Through this, all parts except the supply/exhaust channel 120 between the ventilation device 100 with a heat exchange element and the ventilation device 100 with a simple channel are made identical, thereby lowering the unit cost of parts of the ventilation device 100. , the number of assembly processes and production costs can be reduced by integrating the ventilation device 100 production line.

An air supply filter 141 is installed on the side of the air supply and exhaust channel 120 on the first air supply passage 111 side to remove foreign substances in the outdoor air supplied through the first air supply opening 115, and the first exhaust passage 113 An exhaust filter 142 is installed on the side of the side supply and exhaust channel 120 to remove foreign substances in the air discharged from the indoor space to the outdoor space.

The air supply filter 141 and the exhaust filter 142 have an air supply area formed by the first air supply flow path 111 and the second air supply flow path 112, and the first exhaust flow path 113 and the second exhaust flow path 114, respectively.
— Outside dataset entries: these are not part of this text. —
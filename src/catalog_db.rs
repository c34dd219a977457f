use std::{
    path::{Path, PathBuf},
    sync::{Arc, Mutex},
};

use rusqlite::{Connection, OpenFlags};
use serde::Serialize;
use serde_json::Value;
use thiserror::Error;
use tokio_util::sync::CancellationToken;

use crate::{probe::Probe, rules::ParameterRule};

#[derive(Debug, Error)]
pub enum CountError {
    #[error("'{0}' is not a valid sql identifier")]
    InvalidIdentifier(String),
    #[error("failed to open catalog database '{}': {source}", path.display())]
    Open {
        path: PathBuf,
        #[source]
        source: rusqlite::Error,
    },
    #[error("catalog query failed: {0}")]
    Query(#[from] rusqlite::Error),
    #[error("catalog returned a negative count ({0})")]
    NegativeCount(i64),
    #[error("catalog unavailable: {0}")]
    Unavailable(String),
}

/// Read-only ground truth for result counts.
pub trait CountSource: Send + Sync {
    /// Number of rows in `table` whose `column` equals `value`.
    fn count_where(&self, table: &str, column: &str, value: &str) -> Result<u64, CountError>;
}

/// SQLite catalog opened read-only; the connection is never written through.
#[derive(Debug)]
pub struct SqliteCatalog {
    path: PathBuf,
    conn: Mutex<Connection>,
}

impl SqliteCatalog {
    pub fn open(path: impl AsRef<Path>) -> Result<Self, CountError> {
        let path = path.as_ref().to_path_buf();
        let conn = Connection::open_with_flags(
            &path,
            OpenFlags::SQLITE_OPEN_READ_ONLY | OpenFlags::SQLITE_OPEN_NO_MUTEX,
        )
        .map_err(|source| CountError::Open {
            path: path.clone(),
            source,
        })?;
        Ok(Self {
            path,
            conn: Mutex::new(conn),
        })
    }

    pub fn path(&self) -> &Path {
        &self.path
    }
}

impl CountSource for SqliteCatalog {
    fn count_where(&self, table: &str, column: &str, value: &str) -> Result<u64, CountError> {
        let table = quote_identifier(table)?;
        let column = quote_identifier(column)?;
        let sql = format!("SELECT COUNT(*) FROM {table} WHERE {column} = ?1");

        let conn = self
            .conn
            .lock()
            .map_err(|_| CountError::Unavailable("connection lock poisoned".into()))?;
        let count: i64 = conn.query_row(&sql, [value], |row| row.get(0))?;
        u64::try_from(count).map_err(|_| CountError::NegativeCount(count))
    }
}

/// Table and column names cannot be bound, so only plain identifiers are accepted.
fn quote_identifier(identifier: &str) -> Result<String, CountError> {
    let mut chars = identifier.chars();
    let valid = chars
        .next()
        .is_some_and(|first| first.is_ascii_alphabetic() || first == '_')
        && chars.all(|c| c.is_ascii_alphanumeric() || c == '_');
    if valid {
        Ok(format!("\"{identifier}\""))
    } else {
        Err(CountError::InvalidIdentifier(identifier.to_string()))
    }
}

/// Result count carried by a listing body: a bare array, or a paginated envelope.
pub fn observed_count(body: &Value) -> Option<u64> {
    match body {
        Value::Array(items) => Some(items.len() as u64),
        Value::Object(map) => map
            .get("count")
            .and_then(Value::as_u64)
            .or_else(|| {
                map.get("results")
                    .and_then(Value::as_array)
                    .map(|items| items.len() as u64)
            }),
        _ => None,
    }
}

/// Comparison of the listing size for `?parameter=value` with the catalog count.
#[derive(Debug, Clone, PartialEq, Eq, Serialize)]
#[serde(rename_all = "camelCase")]
pub struct CountCheck {
    pub parameter: String,
    pub value: String,
    pub column: String,
    pub catalog_count: u64,
    pub observed_count: Option<u64>,
    pub observed_status: Option<u16>,
    pub error: Option<String>,
}

impl CountCheck {
    pub fn matches(&self) -> bool {
        self.error.is_none() && self.observed_count == Some(self.catalog_count)
    }
}

/// Probe `?{rule}={first sample}` and compare the listing size with the rows of `table`.
///
/// Returns `None` for rules without a count column, and when `cancel` fires before the
/// listing answers.
pub async fn cross_check(
    probe: &dyn Probe,
    source: Arc<dyn CountSource>,
    table: &str,
    rule: &ParameterRule,
    path: &str,
    cancel: &CancellationToken,
) -> Option<CountCheck> {
    let column = rule.count_column()?.to_string();
    let value = rule.samples().first()?.clone();
    let mut check = CountCheck {
        parameter: rule.name().to_string(),
        value: value.clone(),
        column: column.clone(),
        catalog_count: 0,
        observed_count: None,
        observed_status: None,
        error: None,
    };

    let lookup_value = value.clone();
    let table = table.to_string();
    let counted = tokio::task::spawn_blocking(move || {
        source.count_where(&table, &column, &lookup_value)
    })
    .await
    .map_err(|err| CountError::Unavailable(err.to_string()))
    .and_then(|result| result);
    match counted {
        Ok(count) => check.catalog_count = count,
        Err(err) => {
            check.error = Some(err.to_string());
            return Some(check);
        }
    }

    let query = [(rule.name().to_string(), value)];
    let observed = tokio::select! {
        biased;
        _ = cancel.cancelled() => return None,
        result = probe.probe(path, &query) => result,
    };
    match observed {
        Ok(response) => {
            check.observed_status = Some(response.status.as_u16());
            check.observed_count = response.body.json().and_then(observed_count);
            if check.observed_count.is_none() {
                check.error = Some("response body carries no result count".into());
            }
        }
        Err(err) => check.error = Some(err.to_string()),
    }
    Some(check)
}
Before the air moving along the exhaust area formed by flows into the inside of the supply/exhaust channel 120, foreign substances contained in the air are removed to prevent contamination inside the supply/exhaust channel 120.

A filter fixture 132 on which the air supply filter 141 and the exhaust filter 142 are mounted may be formed on the inner surface of the housing 110, and the air supply filter 141 and the exhaust filter 142 may be formed on the filter fixture 132. ) is detachably fixed from the filter, enabling filter maintenance through cleaning or replacement of the supply and exhaust filters (141, 142).

An air supply fan 150 is installed on the side of the supply and exhaust channel 120 on the second air supply passage 112 side, and an exhaust fan 160 is installed on the side of the supply and exhaust channel 120 on the second exhaust passage 114 side.

As shown in FIG. 13, the air supply fan 150 and the exhaust fan 160 have an intake port for sucking air in the center of the donut-shaped case, and an outlet for discharging the sucked air to the outside of the case is located on one outer peripheral surface of the case. It is formed, and a fan and a fan driving motor are mounted inside the case, and are configured to discharge the air sucked in through the intake port through the exhaust port when the fan rotates according to the operation of the fan driving motor.

When the air supply fan 150 is operated, an air flow is generated that sequentially moves from the first air supply flow path 111 along the supply and exhaust channel 120 and the second air supply flow path 112, and when the exhaust fan 160 is operated, the first air flow is generated. An air flow that sequentially moves from the exhaust flow path 113 along the supply/exhaust channel 120 and the second exhaust flow path 114 is generated.

A first cover 170 is mounted on the indoor space side opening of the housing 110 to close the opening of the housing 110, and the first cover 170 is closely connected to the supply and exhaust channel 120, The second air supply passages 111 and 112 and the first and second exhaust passages 113 and 114 form a closed space.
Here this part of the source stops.